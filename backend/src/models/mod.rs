pub mod product;
pub mod projection;

pub use product::*;
pub use projection::IntoWire;
use async_trait::async_trait;
use sqlx::{types::Json, PgPool, Postgres, QueryBuilder};

use super::{ProductStore, StorageError};
use crate::models::*;

/// Product collection backed by the `product` table.
#[derive(Debug, Clone)]
pub struct PgProductStore {
    pool: PgPool,
}

impl PgProductStore {
    pub fn new(pool: PgPool) -> Self {
        Self { pool }
    }
}

#[async_trait]
impl ProductStore for PgProductStore {
    async fn count_products(&self) -> Result<i64, StorageError> {
        let row: (i64,) = sqlx::query_as("SELECT COUNT(*) FROM product")
            .fetch_one(&self.pool)
            .await?;
        Ok(row.0)
    }

    async fn insert_products(&self, products: &[NewProduct]) -> Result<u64, StorageError> {
        if products.is_empty() {
            return Ok(0);
        }

        // One multi-row INSERT: the batch lands whole or not at all.
        let mut builder: QueryBuilder<Postgres> = QueryBuilder::new(
            "INSERT INTO product (slug, title, subtitle, description, price, category, \
             in_stock, hero_image, images, features, tags, specs) ",
        );
        builder.push_values(products, |mut row, p| {
            row.push_bind(&p.slug)
                .push_bind(&p.title)
                .push_bind(&p.subtitle)
                .push_bind(&p.description)
                .push_bind(p.price)
                .push_bind(&p.category)
                .push_bind(p.in_stock)
                .push_bind(&p.hero_image)
                .push_bind(&p.images)
                .push_bind(&p.features)
                .push_bind(&p.tags)
                .push_bind(Json(&p.specs));
        });

        let result = builder.build().execute(&self.pool).await?;
        Ok(result.rows_affected())
    }

    async fn list_product_summaries(
        &self,
        limit: Option<Limit>,
    ) -> Result<Vec<ProductSummaryRecord>, StorageError> {
        // LIMIT NULL is no limit.
        let products = sqlx::query_as::<_, ProductSummaryRecord>(
            r#"
            SELECT id, slug, title, subtitle, price, category, hero_image, tags
            FROM product
            LIMIT $1::bigint
            "#,
        )
        .bind(limit.map(|l| i64::from(l.get())))
        .fetch_all(&self.pool)
        .await?;

        Ok(products)
    }

    async fn find_product_by_slug(
        &self,
        slug: &str,
    ) -> Result<Option<ProductRecord>, StorageError> {
        let product = sqlx::query_as::<_, ProductRecord>(
            r#"
            SELECT id, slug, title, subtitle, description, price, category, in_stock,
                   hero_image, images, features, tags, specs
            FROM product
            WHERE slug = $1
            "#,
        )
        .bind(slug)
        .fetch_optional(&self.pool)
        .await?;

        Ok(product)
    }

    async fn database_name(&self) -> Result<String, StorageError> {
        let row: (String,) = sqlx::query_as("SELECT current_database()")
            .fetch_one(&self.pool)
            .await?;
        Ok(row.0)
    }

    async fn collection_names(&self) -> Result<Vec<String>, StorageError> {
        let names: Vec<(String,)> = sqlx::query_as(
            r#"
            SELECT table_name::text
            FROM information_schema.tables
            WHERE table_schema = current_schema()
            ORDER BY table_name
            "#,
        )
        .fetch_all(&self.pool)
        .await?;

        Ok(names.into_iter().map(|(name,)| name).collect())
    }

    async fn close(&self) {
        self.pool.close().await;
    }
}
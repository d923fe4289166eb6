use indexmap::IndexMap;
use tracing::{info, warn};

use crate::db::{ProductStore, StorageHandle};
use crate::models::NewProduct;

/// What the startup seeder did. Seeding never fails the caller.
#[derive(Debug, Clone, PartialEq, Eq)]
pub enum SeedOutcome {
    Unavailable,
    Skipped { existing: i64 },
    Seeded { inserted: u64 },
    Failed(String),
}

/// Insert the sample catalog, but only into an empty collection.
///
/// Any non-empty collection is left alone, even if it holds none of the
/// sample products.
pub async fn seed_products_if_empty(storage: &StorageHandle) -> SeedOutcome {
    let Some(store) = storage.as_deref() else {
        info!("No storage configured; skipping catalog seed");
        return SeedOutcome::Unavailable;
    };

    let outcome = match try_seed(store).await {
        Ok(outcome) => outcome,
        Err(e) => SeedOutcome::Failed(e),
    };

    match &outcome {
        SeedOutcome::Seeded { inserted } => info!(inserted, "Seeded sample catalog"),
        SeedOutcome::Skipped { existing } => {
            info!(existing, "Product collection not empty; skipping seed")
        }
        SeedOutcome::Failed(e) => warn!(error = %e, "Catalog seed failed; continuing"),
        SeedOutcome::Unavailable => {}
    }
    outcome
}

async fn try_seed(store: &dyn ProductStore) -> Result<SeedOutcome, String> {
    let existing = store.count_products().await.map_err(|e| e.to_string())?;
    if existing != 0 {
        return Ok(SeedOutcome::Skipped { existing });
    }

    let products = sample_products();
    for p in &products {
        p.validate().map_err(|e| e.to_string())?;
    }

    let inserted = store
        .insert_products(&products)
        .await
        .map_err(|e| e.to_string())?;
    Ok(SeedOutcome::Seeded { inserted })
}

// ── Sample catalog ────────────────────────────────────────────────────────────

fn strings(items: &[&str]) -> Vec<String> {
    items.iter().map(|s| s.to_string()).collect()
}

fn specs(pairs: &[(&str, &str)]) -> IndexMap<String, String> {
    pairs
        .iter()
        .map(|(k, v)| (k.to_string(), v.to_string()))
        .collect()
}

#[allow(clippy::too_many_arguments)]
fn sample(
    slug: &str,
    title: &str,
    subtitle: &str,
    description: &str,
    price: f64,
    category: &str,
    hero_image: &str,
    images: &[&str],
    features: &[&str],
    spec_pairs: &[(&str, &str)],
    tags: &[&str],
) -> NewProduct {
    NewProduct {
        slug: slug.to_string(),
        title: title.to_string(),
        subtitle: Some(subtitle.to_string()),
        description: Some(description.to_string()),
        price: Some(price),
        category: category.to_string(),
        in_stock: true,
        hero_image: Some(hero_image.to_string()),
        images: strings(images),
        features: strings(features),
        tags: strings(tags),
        specs: specs(spec_pairs),
    }
}

/// The fixed six-product catalog written on first start.
pub fn sample_products() -> Vec<NewProduct> {
    vec![
        sample(
            "aurora-array-pro",
            "Aurora Array Pro",
            "Line-array speaker system for arenas",
            "High-SPL line-array with precision waveguides and redundant power for mission-critical venues.",
            11999.0,
            "speakers",
            "/products/array.svg",
            &["/products/array.svg", "/products/amp.svg"],
            &[
                "140 dB peak SPL",
                "Dual-redundant PSU",
                "Rigging hardware included",
                "IP54 weather rating",
            ],
            &[
                ("Frequency Response", "45 Hz – 18 kHz"),
                ("Coverage", "110° x 10°"),
                ("Weight", "24 kg"),
                ("Amplification", "Powered"),
            ],
            &["array", "arena", "touring"],
        ),
        sample(
            "nebula-s12-sub",
            "Nebula S12 Sub",
            "Compact 12-inch subwoofer",
            "Tight, musical low-end for theaters and houses of worship with cardioid presets.",
            1499.0,
            "speakers",
            "/products/subwoofer.svg",
            &["/products/subwoofer.svg"],
            &["Cardioid mode", "DSP presets", "Steel grille"],
            &[("LF Driver", "12\""), ("Max SPL", "125 dB"), ("Weight", "18 kg")],
            &["sub", "install", "theater"],
        ),
        sample(
            "orion-tower-x",
            "Orion Tower X",
            "Floorstanding hi-fi tower",
            "Reference-grade tower with ribbon tweeter and phase-aligned crossover.",
            2999.0,
            "speakers",
            "/products/tower.svg",
            &["/products/tower.svg"],
            &["Ribbon tweeter", "Walnut veneer", "Bi-amp ready"],
            &[
                ("Drivers", "2x 6.5\" + ribbon"),
                ("Impedance", "4Ω"),
                ("Sensitivity", "90 dB"),
            ],
            &["hifi", "tower"],
        ),
        sample(
            "vertex-dsp-2u",
            "Vertex DSP 2U",
            "Rackmount audio processor",
            "96kHz, 64-bit float processing with Dante and AES67.",
            2499.0,
            "electronics",
            "/products/dsp.svg",
            &["/products/dsp.svg"],
            &["Dante 64x64", "AES67", "Redundant PSU"],
            &[("Latency", "< 0.7 ms"), ("Sample Rate", "96 kHz")],
            &["dsp", "install"],
        ),
        sample(
            "quantum-amp-8",
            "Quantum AMP-8",
            "8-channel network amplifier",
            "Class-D efficiency with per-channel DSP and web control.",
            3299.0,
            "electronics",
            "/products/amp.svg",
            &["/products/amp.svg"],
            &["8x 500W @ 4Ω", "PoE control", "HTTP API"],
            &[("THD+N", "0.03%"), ("SNR", ">110 dB")],
            &["amp", "networked"],
        ),
        sample(
            "luna-bookshelf-r",
            "Luna Bookshelf R",
            "Compact reference monitor",
            "Nearfield precision with room calibration via mobile app.",
            799.0,
            "speakers",
            "/products/bookshelf.svg",
            &["/products/bookshelf.svg"],
            &["Room EQ", "Bluetooth LE", "Balanced inputs"],
            &[("Woofer", "5\""), ("Tweeter", "1\" dome")],
            &["studio", "bookshelf"],
        ),
    ]
}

* Exercise objective *
Looking at the entries above, copy out every line in which "await" occurs.

* Exercise output *
            .await?;
        let result = builder.build().execute(&self.pool).await?;
        .await?;
        .await?;
            .await?;
        .await?;
        self.pool.close().await;
    let outcome = match try_seed(store).await {
    let existing = store.count_products().await.map_err(|e| e.to_string())?;
        .await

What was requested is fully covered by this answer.